---- Raw data
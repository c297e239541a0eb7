//! Component parameters of the sample-return spacecraft.
//!
//! Every part starts at room temperature except the sample box, which is
//! loaded cold.

use spacetherm_network::{CaseFlags, Component, ComponentConfig, ComponentError, Heater};
use uom::si::{
    area::square_meter,
    f64::{Area, Mass, Power, SpecificHeatCapacity, ThermodynamicTemperature},
    mass::kilogram,
    power::watt,
    specific_heat_capacity::joule_per_kilogram_kelvin,
    thermodynamic_temperature::kelvin,
};

/// Component names in state-vector order.
pub const COMPONENT_NAMES: [&str; 8] = [
    "Radiators",
    "Structure",
    "Electronics",
    "Solar Arrays",
    "Sample Box",
    "Propellant Tanks",
    "Engines",
    "Antenna",
];

/// Aluminium, J/(kg·K).
const ALUMINIUM_SHC: f64 = 890.0;

/// Hydrazine propellant, J/(kg·K).
const PROPELLANT_SHC: f64 = 500.0;

/// Heat added by each radioisotope heater unit, in W.
const RHU_POWER: f64 = 100.0;

/// Layers of multi-layer insulation on the structure.
const STRUCTURE_MLI_LAYERS: f64 = 40.0;

/// Layers of multi-layer insulation on the antenna.
const ANTENNA_MLI_LAYERS: f64 = 20.0;

/// Face of a 3 m dish, m².
const ANTENNA_DISH_AREA: f64 = 7.065;

/// Parameters of one part, in SI units.
struct Part {
    name: &'static str,
    mass: f64,
    shc: f64,
    area: f64,
    emissivity: f64,
    temperature: f64,
    illumination: f64,
    innate_power: f64,
    heater: (f64, f64),
}

impl Part {
    fn build(self) -> Result<Component, ComponentError> {
        let (power, set_temp) = self.heater;
        let heater = Heater::new(
            Power::new::<watt>(power),
            ThermodynamicTemperature::new::<kelvin>(set_temp),
        )
        .map_err(|source| ComponentError {
            name: self.name.to_owned(),
            source,
        })?;

        Component::new(ComponentConfig {
            name: self.name.to_owned(),
            mass: Mass::new::<kilogram>(self.mass),
            specific_heat_capacity: SpecificHeatCapacity::new::<joule_per_kilogram_kelvin>(
                self.shc,
            ),
            radiative_area: Area::new::<square_meter>(self.area),
            emissivity: self.emissivity,
            temperature: ThermodynamicTemperature::new::<kelvin>(self.temperature),
            illumination_factor: self.illumination,
            innate_power: Power::new::<watt>(self.innate_power),
            heater,
        })
    }
}

/// Builds the eight spacecraft components for a trade case, in
/// [`COMPONENT_NAMES`] order.
///
/// # Errors
///
/// Returns a [`ComponentError`] if a resolved parameter is out of range.
pub fn sample_return_components(
    flags: &CaseFlags,
) -> Result<[Component; 8], ComponentError> {
    let rhu = if flags.rhus { RHU_POWER } else { 0.0 };

    let structure_emissivity = if flags.insulation {
        0.95 / STRUCTURE_MLI_LAYERS
    } else if flags.paint {
        0.3
    } else {
        0.95
    };

    let electronics_power = if flags.electronics_active {
        400.0
    } else {
        rhu
    };

    let parts = [
        // One-sided 1 mm aluminium sheet facing deep space.
        Part {
            name: COMPONENT_NAMES[0],
            mass: 50.0,
            shc: ALUMINIUM_SHC,
            area: if flags.radiators { 20.0 } else { 0.0 },
            emissivity: 0.95,
            temperature: 293.0,
            illumination: 0.0,
            innate_power: rhu,
            heater: (0.0, 0.0),
        },
        // Main tube, 2.5 m diameter by 4.5 m tall.
        Part {
            name: COMPONENT_NAMES[1],
            mass: 400.0,
            shc: ALUMINIUM_SHC,
            area: 25.0,
            emissivity: structure_emissivity,
            temperature: 293.0,
            illumination: 0.33,
            innate_power: rhu,
            heater: (20.0, 220.0),
        },
        // Fully enclosed avionics and batteries.
        Part {
            name: COMPONENT_NAMES[2],
            mass: 100.0,
            shc: ALUMINIUM_SHC,
            area: 0.0,
            emissivity: 0.0,
            temperature: 293.0,
            illumination: 0.0,
            innate_power: electronics_power,
            heater: (100.0, 293.0),
        },
        // 230 m² of collectors radiating from both faces.
        Part {
            name: COMPONENT_NAMES[3],
            mass: 1000.0,
            shc: ALUMINIUM_SHC,
            area: 230.0 * 2.0,
            emissivity: 0.8,
            temperature: 293.0,
            illumination: 0.35,
            innate_power: rhu,
            heater: (100.0, 293.0),
        },
        Part {
            name: COMPONENT_NAMES[4],
            mass: 20.0,
            shc: ALUMINIUM_SHC,
            area: 5.0,
            emissivity: 0.01,
            temperature: 180.0,
            illumination: 0.5,
            innate_power: if flags.electronics_active { 10.0 } else { 0.0 },
            heater: (0.0, 0.0),
        },
        Part {
            name: COMPONENT_NAMES[5],
            mass: 5000.0,
            shc: PROPELLANT_SHC,
            area: 0.0,
            emissivity: 0.0,
            temperature: 293.0,
            illumination: 0.0,
            innate_power: rhu,
            heater: (100.0, 293.0),
        },
        Part {
            name: COMPONENT_NAMES[6],
            mass: 50.0,
            shc: ALUMINIUM_SHC,
            area: 1.0,
            emissivity: 0.95,
            temperature: 293.0,
            illumination: 0.3,
            innate_power: 0.0,
            heater: (0.0, 0.0),
        },
        // 3 m dish facing away from the radiators.
        Part {
            name: COMPONENT_NAMES[7],
            mass: 30.0,
            shc: ALUMINIUM_SHC,
            area: ANTENNA_DISH_AREA,
            emissivity: 0.95 / ANTENNA_MLI_LAYERS,
            temperature: 293.0,
            illumination: 0.7,
            innate_power: 30.0,
            heater: (20.0, 293.0),
        },
    ];

    let [
        radiators,
        structure,
        electronics,
        solar_arrays,
        sample_box,
        propellant_tanks,
        engines,
        antenna,
    ] = parts.map(Part::build);

    Ok([
        radiators?,
        structure?,
        electronics?,
        solar_arrays?,
        sample_box?,
        propellant_tanks?,
        engines?,
        antenna?,
    ])
}

#[cfg(test)]
mod tests {
    use super::*;

    use approx::assert_relative_eq;

    use crate::cases;

    #[test]
    fn components_follow_state_order() {
        let components = sample_return_components(&cases::NOTHING).unwrap();

        let names: Vec<_> = components.iter().map(Component::name).collect();
        assert_eq!(names, COMPONENT_NAMES);
    }

    #[test]
    fn radiator_area_depends_on_flag() {
        let without = sample_return_components(&cases::NOTHING).unwrap();
        let with = sample_return_components(&cases::NOTHING_WITH_RADIATORS).unwrap();

        assert_eq!(without[0].radiative_area(), 0.0);
        assert_eq!(with[0].radiative_area(), 20.0);
    }

    #[test]
    fn insulation_takes_precedence_over_paint() {
        let both = CaseFlags {
            insulation: true,
            paint: true,
            ..CaseFlags::NONE
        };

        let insulated = sample_return_components(&both).unwrap();
        let painted = sample_return_components(&cases::NOTHING_WITH_PAINT).unwrap();
        let bare = sample_return_components(&cases::NOTHING).unwrap();

        assert_relative_eq!(insulated[1].emissivity(), 0.95 / 40.0);
        assert_relative_eq!(painted[1].emissivity(), 0.3);
        assert_relative_eq!(bare[1].emissivity(), 0.95);
    }

    #[test]
    fn rhus_heat_every_host_part() {
        let components = sample_return_components(&cases::NOTHING_WITH_RHUS).unwrap();

        let innate: Vec<_> = components.iter().map(Component::innate_power).collect();
        assert_eq!(innate, [100.0, 100.0, 100.0, 100.0, 0.0, 100.0, 0.0, 30.0]);
    }

    #[test]
    fn active_electronics_replace_rhu_heat() {
        let components = sample_return_components(&cases::FINAL_DESIGN_ELEC_ON).unwrap();

        assert_eq!(components[2].innate_power(), 400.0);
        assert_eq!(components[4].innate_power(), 10.0);
    }

    #[test]
    fn antenna_dish_area() {
        let components = sample_return_components(&cases::NOTHING).unwrap();

        assert_relative_eq!(components[7].radiative_area(), 7.065);
        assert_eq!(components[4].temperature(), 180.0);
    }
}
--------
Scan the records for lines that hold "both", and reproduce each one you find.

§ **Answer box**
        // 230 m² of collectors radiating from both faces.
        let both = CaseFlags {
        let insulated = sample_return_components(&both).unwrap();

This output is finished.